Records supplied:
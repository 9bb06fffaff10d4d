// Copyright 2026 Daniel Pelikan
//
// Licensed under the Apache License, Version 2.0 (the "License");
// you may not use this file except in compliance with the License.
// You may obtain a copy of the License at
//
//     http://www.apache.org/licenses/LICENSE-2.0
//
// Unless required by applicable law or agreed to in writing, software
// distributed under the License is distributed on an "AS IS" BASIS,
// WITHOUT WARRANTIES OR CONDITIONS OF ANY KIND, either express or implied.
// See the License for the specific language governing permissions and
// limitations under the License.

//! Connection lifecycle: scan, connect, discover, idle disconnect and
//! auto-reconnect.

use serde::Serialize;
use std::collections::HashSet;
use std::time::Duration;
use tracing::{debug, error, info, warn};

use super::ble_constants::timing;
use super::radio::{CharacteristicKind, DeviceId, Radio, ScanFilter};
use super::timers::{TimerKind, TimerSet};
use crate::collaborators::DeviceRegistry;

/// State of the link.
#[derive(Debug, Clone, Copy, PartialEq, Eq, Serialize)]
pub enum ConnectionState {
    Disconnected,
    Scanning,
    Connecting,
    Discovering,
    Connected,
}

impl ConnectionState {
    pub fn as_str(&self) -> &'static str {
        match self {
            ConnectionState::Disconnected => "Disconnected",
            ConnectionState::Scanning => "Scanning...",
            ConnectionState::Connecting => "Connecting...",
            ConnectionState::Discovering => "Discovering...",
            ConnectionState::Connected => "Connected",
        }
    }
}

/// The connected bottle. Only exists while `Connected`.
#[derive(Debug, Clone, PartialEq)]
pub struct DeviceHandle {
    pub id: DeviceId,
    pub name: Option<String>,
    pub characteristics: HashSet<CharacteristicKind>,
}

impl DeviceHandle {
    pub fn has(&self, kind: CharacteristicKind) -> bool {
        self.characteristics.contains(&kind)
    }
}

/// Timing and reconnect policy.
#[derive(Debug, Clone)]
pub struct ConnectionPolicy {
    pub filter: ScanFilter,
    pub scan_timeout: Duration,
    pub connection_timeout: Duration,
    pub idle_disconnect: Duration,
    pub auto_reconnect: bool,
    pub reconnect_grace: Duration,
    pub reconnect_scan: Duration,
}

impl Default for ConnectionPolicy {
    fn default() -> Self {
        Self {
            filter: ScanFilter::default(),
            scan_timeout: timing::SCAN_TIMEOUT,
            connection_timeout: timing::CONNECTION_TIMEOUT,
            idle_disconnect: timing::IDLE_DISCONNECT,
            auto_reconnect: true,
            reconnect_grace: timing::RECONNECT_GRACE,
            reconnect_scan: timing::RECONNECT_SCAN,
        }
    }
}

#[derive(Debug, Clone, PartialEq)]
enum ScanMode {
    /// User scan: first match wins.
    Manual,
    /// Reconnect burst: only the last known bottle is accepted.
    Reconnect(DeviceId),
}

const CONNECTION_TIMERS: [TimerKind; 4] = [
    TimerKind::Scan,
    TimerKind::Connection,
    TimerKind::IdleDisconnect,
    TimerKind::ReconnectGrace,
];

/// Owns `ConnectionState` and drives the radio through it.
pub struct ConnectionManager {
    state: ConnectionState,
    policy: ConnectionPolicy,
    registry: Box<dyn DeviceRegistry>,
    scan_mode: ScanMode,
    pending: Option<(DeviceId, Option<String>)>,
    device: Option<DeviceHandle>,
    background_target: Option<DeviceId>,
    idle_suspended: bool,
}

impl ConnectionManager {
    pub fn new(policy: ConnectionPolicy, registry: Box<dyn DeviceRegistry>) -> Self {
        Self {
            state: ConnectionState::Disconnected,
            policy,
            registry,
            scan_mode: ScanMode::Manual,
            pending: None,
            device: None,
            background_target: None,
            idle_suspended: false,
        }
    }

    pub fn state(&self) -> ConnectionState {
        self.state
    }

    pub fn is_connected(&self) -> bool {
        self.state == ConnectionState::Connected
    }

    pub fn device(&self) -> Option<&DeviceHandle> {
        self.device.as_ref()
    }

    pub fn has_characteristic(&self, kind: CharacteristicKind) -> bool {
        self.device.as_ref().map(|d| d.has(kind)).unwrap_or(false)
    }

    pub fn last_known(&self) -> Option<DeviceId> {
        self.registry.last_known()
    }

    /// Begin a manual scan.
    pub fn start_scan(&mut self, radio: &mut dyn Radio, timers: &mut TimerSet) {
        if self.state == ConnectionState::Scanning && !radio.is_scanning() {
            warn!("State says scanning but the radio is idle, resetting");
            self.reset(timers);
        }

        if self.state != ConnectionState::Disconnected {
            debug!("Ignoring scan request in state {:?}", self.state);
            return;
        }

        timers.cancel(TimerKind::ReconnectGrace);
        self.begin_scan(ScanMode::Manual, self.policy.scan_timeout, radio, timers);
    }

    fn begin_scan(
        &mut self,
        mode: ScanMode,
        timeout: Duration,
        radio: &mut dyn Radio,
        timers: &mut TimerSet,
    ) {
        if let Err(e) = radio.start_scan(&self.policy.filter) {
            error!("Failed to start scan: {}", e);
            self.reset(timers);
            return;
        }

        info!("Scanning for bottles ({:?})", mode);
        self.scan_mode = mode;
        self.state = ConnectionState::Scanning;
        timers.arm(TimerKind::Scan, timeout);
    }

    /// Connect to a specific bottle, abandoning any scan in progress.
    pub fn connect(&mut self, device: DeviceId, radio: &mut dyn Radio, timers: &mut TimerSet) {
        match self.state {
            ConnectionState::Disconnected => {}
            ConnectionState::Scanning => {
                radio.stop_scan();
                timers.cancel(TimerKind::Scan);
            }
            state => {
                warn!("Ignoring connect to {} in state {:?}", device, state);
                return;
            }
        }
        timers.cancel(TimerKind::ReconnectGrace);
        self.begin_connect(device, None, radio, timers);
    }

    fn begin_connect(
        &mut self,
        device: DeviceId,
        name: Option<String>,
        radio: &mut dyn Radio,
        timers: &mut TimerSet,
    ) {
        info!("Connecting to {}", device);
        if let Err(e) = radio.connect(&device) {
            error!("Failed to start connection to {}: {}", device, e);
            self.reset(timers);
            return;
        }

        self.background_target = None;
        self.pending = Some((device, name));
        self.state = ConnectionState::Connecting;
        timers.arm(TimerKind::Connection, self.policy.connection_timeout);
    }

    pub fn on_advertisement(
        &mut self,
        device: DeviceId,
        name: Option<String>,
        radio: &mut dyn Radio,
        timers: &mut TimerSet,
    ) {
        match self.state {
            ConnectionState::Scanning => {}
            ConnectionState::Disconnected if self.background_target.as_ref() == Some(&device) => {
                info!("Background reconnect: {} is back in range", device);
                self.begin_connect(device, name, radio, timers);
                return;
            }
            _ => return,
        }

        if let ScanMode::Reconnect(target) = &self.scan_mode {
            if *target != device {
                debug!("Reconnect scan ignoring {}", device);
                return;
            }
        }

        info!(
            "Found bottle {} ({})",
            device,
            name.as_deref().unwrap_or("unnamed")
        );
        radio.stop_scan();
        timers.cancel(TimerKind::Scan);
        self.begin_connect(device, name, radio, timers);
    }

    pub fn on_connected(&mut self, device: DeviceId, radio: &mut dyn Radio, timers: &mut TimerSet) {
        let expected = self.pending.as_ref().map(|(id, _)| id);
        if self.state != ConnectionState::Connecting || expected != Some(&device) {
            warn!("Unexpected connect from {} in state {:?}", device, self.state);
            return;
        }

        if let Err(e) = self.registry.remember(&device) {
            warn!("Failed to persist last known device: {}", e);
        }

        self.state = ConnectionState::Discovering;
        if let Err(e) = radio.discover(&device) {
            error!("Failed to start discovery on {}: {}", device, e);
            radio.disconnect(&device);
            self.reset(timers);
        }
    }

    pub fn on_discovered(
        &mut self,
        device: DeviceId,
        characteristics: Vec<CharacteristicKind>,
        radio: &mut dyn Radio,
        timers: &mut TimerSet,
    ) {
        if self.state != ConnectionState::Discovering {
            warn!("Unexpected discovery result in state {:?}", self.state);
            return;
        }

        let found: HashSet<CharacteristicKind> = characteristics.into_iter().collect();
        let missing: Vec<_> = CharacteristicKind::MANDATORY
            .iter()
            .filter(|kind| !found.contains(kind))
            .collect();
        if !missing.is_empty() {
            warn!("Bottle {} is missing characteristics {:?}", device, missing);
            radio.disconnect(&device);
            self.reset(timers);
            return;
        }

        let name = self.pending.take().and_then(|(_, name)| name);
        timers.cancel(TimerKind::Connection);
        info!("Connected to {} ({} characteristics)", device, found.len());
        self.device = Some(DeviceHandle {
            id: device,
            name,
            characteristics: found,
        });
        self.state = ConnectionState::Connected;
        timers.arm(TimerKind::IdleDisconnect, self.policy.idle_disconnect);
    }

    pub fn on_connect_failed(&mut self, device: DeviceId, error: &str, timers: &mut TimerSet) {
        if self.state != ConnectionState::Connecting {
            return;
        }
        warn!("Connection to {} failed: {}", device, error);
        self.reset(timers);
    }

    pub fn on_discovery_failed(
        &mut self,
        device: DeviceId,
        error: &str,
        radio: &mut dyn Radio,
        timers: &mut TimerSet,
    ) {
        if self.state != ConnectionState::Discovering {
            return;
        }
        warn!("Discovery on {} failed: {}", device, error);
        radio.disconnect(&device);
        self.reset(timers);
    }

    /// Link lost. Anything we did not ask for counts as unexpected.
    pub fn on_disconnected(&mut self, device: DeviceId, reason: &str, timers: &mut TimerSet) {
        let current = self
            .device
            .as_ref()
            .map(|d| &d.id)
            .or(self.pending.as_ref().map(|(id, _)| id));
        if current != Some(&device) {
            debug!("Ignoring disconnect from {}", device);
            return;
        }

        let was_connected = self.state == ConnectionState::Connected;
        warn!("Bottle {} disconnected: {}", device, reason);
        self.reset(timers);

        if was_connected && self.policy.auto_reconnect {
            info!(
                "Reconnecting to {} in {:?}",
                device, self.policy.reconnect_grace
            );
            timers.arm(TimerKind::ReconnectGrace, self.policy.reconnect_grace);
        }
    }

    /// Close the link on request.
    pub fn disconnect(
        &mut self,
        request_background_reconnect: bool,
        radio: &mut dyn Radio,
        timers: &mut TimerSet,
    ) {
        let target = self
            .device
            .as_ref()
            .map(|d| d.id.clone())
            .or(self.pending.as_ref().map(|(id, _)| id.clone()));

        match self.state {
            ConnectionState::Disconnected => {}
            ConnectionState::Scanning => radio.stop_scan(),
            _ => {
                if let Some(id) = &target {
                    info!("Disconnecting from {}", id);
                    radio.disconnect(id);
                }
            }
        }
        self.reset(timers);

        if request_background_reconnect {
            let Some(id) = target.or_else(|| self.registry.last_known()) else {
                return;
            };
            match radio.request_background_reconnect(&id) {
                Ok(()) => self.background_target = Some(id),
                Err(e) => warn!("Background reconnect request failed: {}", e),
            }
        }
    }

    pub fn on_timer(&mut self, kind: TimerKind, radio: &mut dyn Radio, timers: &mut TimerSet) {
        match kind {
            TimerKind::Scan if self.state == ConnectionState::Scanning => {
                warn!("Scan timed out without a matching bottle");
                radio.stop_scan();
                self.reset(timers);
            }
            TimerKind::Connection
                if matches!(
                    self.state,
                    ConnectionState::Connecting | ConnectionState::Discovering
                ) =>
            {
                warn!(
                    "Connection timed out after {:?} in state {:?}",
                    self.policy.connection_timeout, self.state
                );
                if let Some((id, _)) = &self.pending {
                    radio.disconnect(id);
                }
                self.reset(timers);
            }
            TimerKind::ReconnectGrace if self.state == ConnectionState::Disconnected => {
                match self.registry.last_known() {
                    Some(id) => self.begin_scan(
                        ScanMode::Reconnect(id),
                        self.policy.reconnect_scan,
                        radio,
                        timers,
                    ),
                    None => debug!("No known bottle to reconnect to"),
                }
            }
            TimerKind::IdleDisconnect if self.state == ConnectionState::Connected => {
                info!(
                    "No activity for {:?}, releasing the bottle",
                    self.policy.idle_disconnect
                );
                self.disconnect(false, radio, timers);
            }
            _ => debug!("Ignoring {:?} timer in state {:?}", kind, self.state),
        }
    }

    /// Restart the idle window after user activity.
    pub fn touch(&mut self, timers: &mut TimerSet) {
        if self.state == ConnectionState::Connected && !self.idle_suspended {
            timers.arm(TimerKind::IdleDisconnect, self.policy.idle_disconnect);
        }
    }

    /// Hold the link open, e.g. for the duration of a calibration.
    /// Activity does not re-arm the timer until [`Self::resume_idle`].
    pub fn suspend_idle(&mut self, timers: &mut TimerSet) {
        self.idle_suspended = true;
        timers.cancel(TimerKind::IdleDisconnect);
    }

    pub fn resume_idle(&mut self, timers: &mut TimerSet) {
        self.idle_suspended = false;
        self.touch(timers);
    }

    fn reset(&mut self, timers: &mut TimerSet) {
        self.state = ConnectionState::Disconnected;
        self.scan_mode = ScanMode::Manual;
        self.pending = None;
        self.device = None;
        self.idle_suspended = false;
        timers.cancel_all(&CONNECTION_TIMERS);
    }
}
// Copyright 2026 Daniel Pelikan
//
// Licensed under the Apache License, Version 2.0 (the "License");
// you may not use this file except in compliance with the License.
// You may obtain a copy of the License at
//
//     http://www.apache.org/licenses/LICENSE-2.0
//
// Unless required by applicable law or agreed to in writing, software
// distributed under the License is distributed on an "AS IS" BASIS,
// WITHOUT WARRANTIES OR CONDITIONS OF ANY KIND, either express or implied.
// See the License for the specific language governing permissions and
// limitations under the License.

//! Command Dispatcher.
//!
//! Encodes one-shot device commands and writes them to the command channel.
//! Nothing is awaited here; the delete and calibration flows add their own
//! confirmation on top. A failed write is logged and returned, never retried.

use chrono::{DateTime, Utc};
use thiserror::Error;
use tracing::{debug, warn};

use crate::bluetooth::protocol::DeviceCommand;
use crate::bluetooth::{CharacteristicKind, DeviceHandle, Radio};

/// Transient command failure.
#[derive(Debug, Clone, PartialEq, Eq, Error)]
pub enum CommandError {
    #[error("not connected to a bottle")]
    NotConnected,
    #[error("{command} write failed: {reason}")]
    WriteFailed {
        command: &'static str,
        reason: String,
    },
}

/// Encode `command` and queue it on the connected bottle.
pub fn dispatch(
    command: &DeviceCommand,
    device: Option<&DeviceHandle>,
    radio: &mut dyn Radio,
) -> Result<(), CommandError> {
    let Some(device) = device.filter(|d| d.has(CharacteristicKind::Command)) else {
        warn!("Dropping {} command, no bottle connected", command.name());
        return Err(CommandError::NotConnected);
    };

    let payload = command.encode();
    debug!(
        "Sending {} (0x{:02X}, {} bytes) to {}",
        command.name(),
        command.opcode(),
        payload.len(),
        device.id
    );

    radio
        .write(CharacteristicKind::Command, payload)
        .map_err(|e| {
            warn!("Command {} failed: {}", command.name(), e);
            CommandError::WriteFailed {
                command: command.name(),
                reason: e.to_string(),
            }
        })
}

/// Set-time command for `now`. The bottle keeps unsigned 32-bit seconds.
pub fn clock_sync(now: DateTime<Utc>) -> DeviceCommand {
    let seconds = u32::try_from(now.timestamp().max(0)).unwrap_or(u32::MAX);
    DeviceCommand::SetTime(seconds)
}

#[cfg(test)]
mod tests {
    use super::*;
    use crate::bluetooth::mock::{MockRadio, RadioOp};
    use crate::bluetooth::DeviceId;
    use chrono::TimeZone;

    fn bottle() -> DeviceHandle {
        DeviceHandle {
            id: DeviceId::new("C0:FF:EE:00:00:01"),
            name: Some("Aquavate-0001".to_string()),
            characteristics: CharacteristicKind::MANDATORY.into_iter().collect(),
        }
    }

    #[test]
    fn test_dispatch_writes_encoded_command() {
        let mut radio = MockRadio::new();
        let device = bottle();

        dispatch(&DeviceCommand::Tare, Some(&device), &mut radio).unwrap();
        dispatch(&DeviceCommand::SetTime(1_700_000_000), Some(&device), &mut radio).unwrap();

        assert_eq!(
            radio.ops(),
            vec![
                RadioOp::Write(CharacteristicKind::Command, vec![0x01, 0, 0, 0]),
                RadioOp::Write(
                    CharacteristicKind::Command,
                    vec![0x10, 0x00, 0xF1, 0x53, 0x65]
                ),
            ]
        );
    }

    #[test]
    fn test_dispatch_without_bottle() {
        let mut radio = MockRadio::new();
        assert_eq!(
            dispatch(&DeviceCommand::Ping, None, &mut radio),
            Err(CommandError::NotConnected)
        );
        assert!(radio.ops().is_empty());
    }

    #[test]
    fn test_write_failure_is_reported() {
        let mut radio = MockRadio::new();
        radio.fail_next_write("link busy");

        let err = dispatch(&DeviceCommand::ResetDaily, Some(&bottle()), &mut radio).unwrap_err();
        assert!(matches!(
            err,
            CommandError::WriteFailed {
                command: "reset-daily",
                ..
            }
        ));
        assert!(err.to_string().contains("link busy"));

        // Not retried
        assert!(radio.ops().is_empty());
    }

    #[test]
    fn test_clock_sync() {
        let now = Utc.timestamp_opt(1_700_000_000, 0).unwrap();
        assert_eq!(clock_sync(now), DeviceCommand::SetTime(1_700_000_000));
    }
}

Instructions for the task:
The lines from the beginning of the records through the line containing "use std::collections::HashSet;" should be reproduced exactly. Include nothing else.

Response:
repository 9bb06fffaff10d4d
// Copyright 2026 Daniel Pelikan
//
// Licensed under the Apache License, Version 2.0 (the "License");
// you may not use this file except in compliance with the License.
// You may obtain a copy of the License at
//
//     http://www.apache.org/licenses/LICENSE-2.0
//
// Unless required by applicable law or agreed to in writing, software
// distributed under the License is distributed on an "AS IS" BASIS,
// WITHOUT WARRANTIES OR CONDITIONS OF ANY KIND, either express or implied.
// See the License for the specific language governing permissions and
// limitations under the License.

//! Connection lifecycle: scan, connect, discover, idle disconnect and
//! auto-reconnect.

use serde::Serialize;
use std::collections::HashSet;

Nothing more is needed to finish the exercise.